6 españoles son presos políticos en Venezuela
Foro Penal • 5 de abril de 2026
En Venezuela hay 44 presos políticos extranjeros, 6 son españoles.
A finales de marzo de 2026, el mapa de la disidencia encarcelada en Venezuela seguía dibujándose con cifras precisas pero con nombres, en su mayoría, ausentes.
Según la organización Foro Penal de Venezuela, 490 personas permanecían detenidas por motivos políticos en el país.
De este total 445 son hombres y 45 son mujeres, 303 son civiles frente a 187 militares, casi la totalidad adultos —489— y un solo menor de edad, de menos de 17 años.
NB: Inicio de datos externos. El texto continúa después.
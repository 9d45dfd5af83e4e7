//! Разбиение потока токенов на отдельные SQL выражения

use crate::tokenizer::token::{Token, TokenKind};

/// Разбивает поток токенов по разделителю `;`
///
/// Точка с запятой остается в конце своего выражения, пробелы по краям
/// обрезаются, выражения без значимых токенов (только пробелы, комментарии
/// и `;`) отбрасываются.
pub fn split_statements(tokens: &[Token]) -> Vec<String> {
    let mut statements = Vec::new();
    let mut current = String::new();
    let mut meaningful = false;

    for token in tokens {
        current.push_str(&token.text);

        if is_separator(token) {
            flush(&mut statements, &mut current, meaningful);
            meaningful = false;
        } else if !token.kind.should_skip() {
            meaningful = true;
        }
    }
    flush(&mut statements, &mut current, meaningful);

    statements
}

fn is_separator(token: &Token) -> bool {
    token.kind == TokenKind::Boundary && token.text == ";"
}

fn flush(statements: &mut Vec<String>, current: &mut String, meaningful: bool) {
    if meaningful {
        statements.push(current.trim().to_string());
    }
    current.clear();
}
La cifra, aunque elevada, supone un descenso respecto a semanas anteriores, consecuencia de excarcelaciones parciales que no han alterado el fondo del problema: la persistencia de detenciones por razones políticas.
Extranjeros
Dentro de estos datos, hay un subconjunto que introduce una dimensión internacional: 44 detenidos son extranjeros. Pero incluso aquí, la claridad es mínima. Muchos de ellos poseen doble nacionalidad:
- 11 colombianos/venezolanos
- 9 colombianos
- 6 españoles/venezolanos
- 5 italianos/venezolanos
- 4 portugueses/venezolanos
- Y casos individuales de nacionalidad argentina, chilena-venezolana, chipriota-venezolana, cubana, ecuatoriana, francesa, guyanesa, libanesa y trinitense.
Se estima que alrededor de seis detenidos tienen nacionalidad española, en su mayoría compartida con la venezolana.
Sin embargo, solo un nombre ha sido confirmado oficialmente: el de Catalina Ramos, de origen canario, arrestada en mayo de 2025 y recluida en el conocido centro de detención de El Helicoide, en Caracas.
El resto permanece oculto, ni las autoridades venezolanas han hecho públicos sus nombres ni existen confirmaciones independientes completas.
La combinación de doble nacionalidad —que el Estado venezolano no siempre reconoce como condición extranjera— y las cautelas diplomáticas contribuyen a ese silencio.
La lista de presos políticos en Venezuela además de un recuento de cifras, es también un registro incompleto, donde los números son exactos, pero las identidades siguen siendo deliberadamente imprecisas.